Relay Diffusion Models demonstrate substantial computational advantages over traditional single-stage or cascaded pipelines:

• In CogView3, base and relay super-resolution stages operate at O($N^2$) and O($4N^2$) complexity, respectively. Allocating e.g., 50 steps at 512×512 and 10 steps at 1024×1024 yields an 2× speedup compared to 50 steps at high-res, which would incur O($200N^2$) cost. Distilled variants support further reduction down to O($8N^2$), a 25-fold efficiency gain (Zheng et al., 2024).
• Quantitatively, RDM achieves state-of-the-art FID (3.15 on CelebA-HQ 256², 5.27 on ImageNet 256²), surpassing LDM, ADM, DiT, and StyleGAN-XL in direct comparisons. Block noise and adaptive sampling improve both sample diversity (precision/recall) and computational efficiency (quality at low sampling step counts) (Teng et al., 2023).

In molecular RDM applications, sense-and-forward relaying approximately doubles channel capacity at low concentration regimes.
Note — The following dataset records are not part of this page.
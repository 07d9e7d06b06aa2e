//! [`RecognitionEngine`] backed by the `tesseract` command-line program.
//!
//! The page is piped in as PNG and Tesseract's TSV report is read back:
//!
//! ```text
//! level page_num block_num par_num line_num word_num left top width height conf text
//! 5     1        1         1       1        1        36   92  60    18     96.1 HELLO
//! ```
//!
//! Level-5 rows are words. A confidence of `-1` means "no score" and is
//! kept as `None`. Text is rebuilt from the words: spaces within a line,
//! newlines between lines and a blank line between paragraphs.

use crate::error::CollaboratorError;
use crate::page::PageImage;
use crate::pipeline::encode::encode_png;
use crate::recognize::{BoundingBox, RawRecognition, RawWord, RecognitionEngine, SegmentationMode};
use std::io::Write;
use std::path::PathBuf;
use std::process::{Command, Stdio};
use tracing::debug;

/// Runs `tesseract stdin stdout -l <lang> --psm <mode> tsv` per page.
#[derive(Debug, Clone)]
pub struct TesseractEngine {
    binary: PathBuf,
    dpi: Option<u32>,
    extra_args: Vec<String>,
}

impl Default for TesseractEngine {
    fn default() -> Self {
        Self {
            binary: PathBuf::from("tesseract"),
            dpi: None,
            extra_args: Vec::new(),
        }
    }
}

impl TesseractEngine {
    pub fn new() -> Self {
        Self::default()
    }

    /// Use a specific `tesseract` executable.
    pub fn with_binary(mut self, binary: impl Into<PathBuf>) -> Self {
        self.binary = binary.into();
        self
    }

    /// Resolution hint for pages that carry no DPI of their own.
    pub fn with_dpi(mut self, dpi: u32) -> Self {
        self.dpi = Some(dpi);
        self
    }

    /// Extra arguments placed before the output format (e.g. `--oem 1`).
    pub fn with_args<I, S>(mut self, args: I) -> Self
    where
        I: IntoIterator<Item = S>,
        S: Into<String>,
    {
        self.extra_args.extend(args.into_iter().map(Into::into));
        self
    }

    /// Build the invocation; `dpi` is the page's own resolution, if known.
    fn command(&self, language: &str, mode: SegmentationMode, dpi: Option<u32>) -> Command {
        let mut cmd = Command::new(&self.binary);
        cmd.arg("stdin")
            .arg("stdout")
            .arg("-l")
            .arg(language)
            .arg("--psm")
            .arg(mode.as_psm().to_string());
        if let Some(dpi) = dpi.or(self.dpi) {
            cmd.arg("--dpi").arg(dpi.to_string());
        }
        cmd.args(&self.extra_args).arg("tsv");
        cmd
    }
}

impl RecognitionEngine for TesseractEngine {
    fn recognize_raw(
        &self,
        image: &PageImage,
        language: &str,
        mode: SegmentationMode,
    ) -> Result<RawRecognition, CollaboratorError> {
        let png = encode_png(image)
            .map_err(|e| CollaboratorError::new(format!("PNG encoding failed: {e}")))?;

        let mut child = self
            .command(language, mode, image.dpi())
            .stdin(Stdio::piped())
            .stdout(Stdio::piped())
            .stderr(Stdio::piped())
            .spawn()
            .map_err(|e| {
                CollaboratorError::new(format!("cannot start {}: {e}", self.binary.display()))
            })?;

        let mut stdin = child
            .stdin
            .take()
            .ok_or_else(|| CollaboratorError::new("tesseract stdin unavailable"))?;
        let writer = std::thread::spawn(move || stdin.write_all(&png));

        let output = child
            .wait_with_output()
            .map_err(|e| CollaboratorError::new(format!("tesseract did not finish: {e}")))?;

        let written = writer.join();

        if !output.status.success() {
            let stderr = String::from_utf8_lossy(&output.stderr);
            return Err(CollaboratorError::new(format!(
                "tesseract exited with {}: {}",
                output.status,
                stderr.trim()
            )));
        }

        match written {
            Ok(Ok(())) => {}
            Ok(Err(e)) => {
                return Err(CollaboratorError::new(format!("writing page to tesseract failed: {e}")))
            }
            Err(_) => return Err(CollaboratorError::new("tesseract stdin writer panicked")),
        }

        let tsv = String::from_utf8_lossy(&output.stdout);
        let raw = parse_tsv(&tsv)?;
        debug!(words = raw.words.len(), "Parsed tesseract TSV");
        Ok(raw)
    }

    fn name(&self) -> &str {
        "tesseract"
    }
}

/// Parse Tesseract's TSV output.
pub fn parse_tsv(tsv: &str) -> Result<RawRecognition, CollaboratorError> {
    let mut lines = tsv.lines();
    match lines.next() {
        Some(header) if header.starts_with("level") => {}
        Some(other) => {
            return Err(CollaboratorError::new(format!(
                "unexpected TSV header: {other:?}"
            )))
        }
        None => return Ok(RawRecognition::default()),
    }

    let mut words = Vec::new();
    let mut text = String::new();
    let mut last_par: Option<(u32, u32)> = None;
    let mut last_line: Option<(u32, u32, u32)> = None;

    for (n, row) in lines.enumerate() {
        if row.trim().is_empty() {
            continue;
        }
        let cols: Vec<&str> = row.splitn(12, '\t').collect();
        if cols.len() < 11 {
            return Err(CollaboratorError::new(format!(
                "TSV row {} has {} columns",
                n + 2,
                cols.len()
            )));
        }
        if cols[0] != "5" {
            continue;
        }
        let word_text = cols.get(11).map(|t| t.trim()).unwrap_or("");
        if word_text.is_empty() {
            continue;
        }

        let num = |i: usize| -> Result<u32, CollaboratorError> {
            cols[i].trim().parse::<u32>().map_err(|_| {
                CollaboratorError::new(format!("TSV row {}: bad number {:?}", n + 2, cols[i]))
            })
        };
        let block = num(2)?;
        let par = num(3)?;
        let line = num(4)?;

        let par_key = (block, par);
        let line_key = (block, par, line);
        if last_par.is_some_and(|p| p != par_key) {
            text.push_str("\n\n");
        } else if last_line.is_some_and(|l| l != line_key) {
            text.push('\n');
        } else if last_line.is_some() {
            text.push(' ');
        }
        text.push_str(word_text);
        last_par = Some(par_key);
        last_line = Some(line_key);

        let confidence = cols[10]
            .trim()
            .parse::<f32>()
            .ok()
            .filter(|c| *c >= 0.0);

        words.push(RawWord {
            text: word_text.to_string(),
            confidence,
            bbox: Some(BoundingBox {
                left: num(6)?,
                top: num(7)?,
                width: num(8)?,
                height: num(9)?,
            }),
        });
    }

    Ok(RawRecognition { text, words })
}

#[cfg(test)]
mod tests {
    use super::*;

    const HEADER: &str =
        "level\tpage_num\tblock_num\tpar_num\tline_num\tword_num\tleft\ttop\twidth\theight\tconf\ttext";

    fn row(level: u8, block: u32, par: u32, line: u32, word: u32, conf: &str, text: &str) -> String {
        format!("{level}\t1\t{block}\t{par}\t{line}\t{word}\t10\t20\t30\t40\t{conf}\t{text}")
    }

    #[test]
    fn parses_words_lines_and_paragraphs() {
        let tsv = [
            HEADER.to_string(),
            row(1, 0, 0, 0, 0, "-1", ""),
            row(5, 1, 1, 1, 1, "96.5", "HELLO"),
            row(5, 1, 1, 1, 2, "91", "WORLD"),
            row(5, 1, 1, 2, 1, "88", "next"),
            row(5, 1, 2, 1, 1, "-1", "para"),
        ]
        .join("\n");

        let raw = parse_tsv(&tsv).expect("parse");
        assert_eq!(raw.text, "HELLO WORLD\nnext\n\npara");
        assert_eq!(raw.words.len(), 4);
        assert_eq!(raw.words[0].confidence, Some(96.5));
        assert_eq!(raw.words[3].confidence, None);
        assert_eq!(
            raw.words[1].bbox,
            Some(BoundingBox {
                left: 10,
                top: 20,
                width: 30,
                height: 40
            })
        );
    }

    #[test]
    fn header_only_is_empty() {
        let raw = parse_tsv(HEADER).expect("parse");
        assert!(raw.text.is_empty());
        assert!(raw.words.is_empty());
    }

    #[test]
    fn empty_output_is_empty() {
        assert_eq!(parse_tsv("").expect("parse"), RawRecognition::default());
    }

    #[test]
    fn blank_word_rows_are_skipped() {
        let tsv = [HEADER.to_string(), row(5, 1, 1, 1, 1, "95", "  ")].join("\n");
        assert!(parse_tsv(&tsv).expect("parse").words.is_empty());
    }

    #[test]
    fn garbage_is_rejected() {
        assert!(parse_tsv("Error opening data file").is_err());
        let tsv = format!("{HEADER}\n5\t1\t1");
        assert!(parse_tsv(&tsv).is_err());
    }

    #[test]
    fn command_line_layout() {
        let engine = TesseractEngine::new().with_dpi(300).with_args(["--oem", "1"]);
        let cmd = engine.command("spa", SegmentationMode::SingleBlock, None);
        let args: Vec<String> = cmd
            .get_args()
            .map(|a| a.to_string_lossy().into_owned())
            .collect();
        assert_eq!(
            args,
            vec!["stdin", "stdout", "-l", "spa", "--psm", "6", "--dpi", "300", "--oem", "1", "tsv"]
        );
    }

    #[test]
    fn page_resolution_overrides_engine_default() {
        let engine = TesseractEngine::new().with_dpi(300);
        let cmd = engine.command("eng", SegmentationMode::Auto, Some(450));
        let args: Vec<String> = cmd
            .get_args()
            .map(|a| a.to_string_lossy().into_owned())
            .collect();
        let dpi_at = args.iter().position(|a| a == "--dpi").expect("--dpi flag");
        assert_eq!(args[dpi_at + 1], "450");
        assert_eq!(args.iter().filter(|a| *a == "--dpi").count(), 1);
    }

    #[test]
    fn missing_binary_is_a_collaborator_error() {
        let engine = TesseractEngine::new().with_binary("/nonexistent/tesseract-bin");
        let page = PageImage::from_gray(image::GrayImage::new(4, 4));
        let err = engine
            .recognize_raw(&page, "eng", SegmentationMode::Auto)
            .unwrap_err();
        assert!(err.message.contains("cannot start"));
    }
}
Multi-type relaying provides further improvements, essentially equivalent to increasing the effective bacterial population, while decode-and-forward dramatically reduces error rates in low-SNR regimes (Einolghozati et al., 2014).

6. Generalization, Limitations, and Extensions

Relay Diffusion Models generalize naturally to multiple scales or relay stages, supporting operations across arbitrary integer resolution ratios or relay hops. In wavelet, hybrid, or block-structured domains, the framework can be extended by tuning the blurring operation, upsampling scheme, and injected noise statistics (Teng et al., 2023). In molecular contexts, chaining more than one relay node extends communication range but introduces trade-offs in relay noise accumulation, complexity, and physical constraints (e.g., population limits on bacteria).

Notable limitations include:

• The need to tune blurring strength, block size, and noise schedule truncation for each new data domain or upsampling factor.
• Restrictions of patchwise blurring to integer upsampling ratios; fractional or learned upsampling would require new theoretical developments.
• For very high-resolution image modeling (>1K pixels), memory limitations may necessitate further subdivision into more than two relay stages.

Potential extensions include adaptive relay scheduling, integration into multimodal text-to-image or video pipelines, and unified SDE frameworks that combine Gaussian, block, and blur noise. In biological systems, further work could refine relay placement optimization and molecule type selection, or explore the role of relay networks in complex multicellular communication.

7. Comparative Summary and Impact

Relay Diffusion Models substantively advance both generative modeling and molecular communications by mediating the transition between disparate scales or communication nodes via statistically principled, relay-based mechanisms. Across applications:

Application Domain	RDM mechanism	Key Benefits
Image Synthesis	Block noise + patchwise blurring, relay across UNet stages (Teng et al., 2023, Zheng et al., 2024)	High sample quality, efficient sampling, seamless multi-resolution diffusion
Molecular Communication	Molecular relay node(s) (Einolghozati et al., 2014)	Increased range, channel capacity, and reliability

Empirical results in generative modeling confirm state-of-the-art sample metrics and substantial reductions in compute requirements. In synthetic biological systems, RDM enables communication over distances otherwise limited by rapid signal decay and biological noise. The model's versatility and principled construction suggest it will remain a core component of multi-stage diffusion frameworks across domains.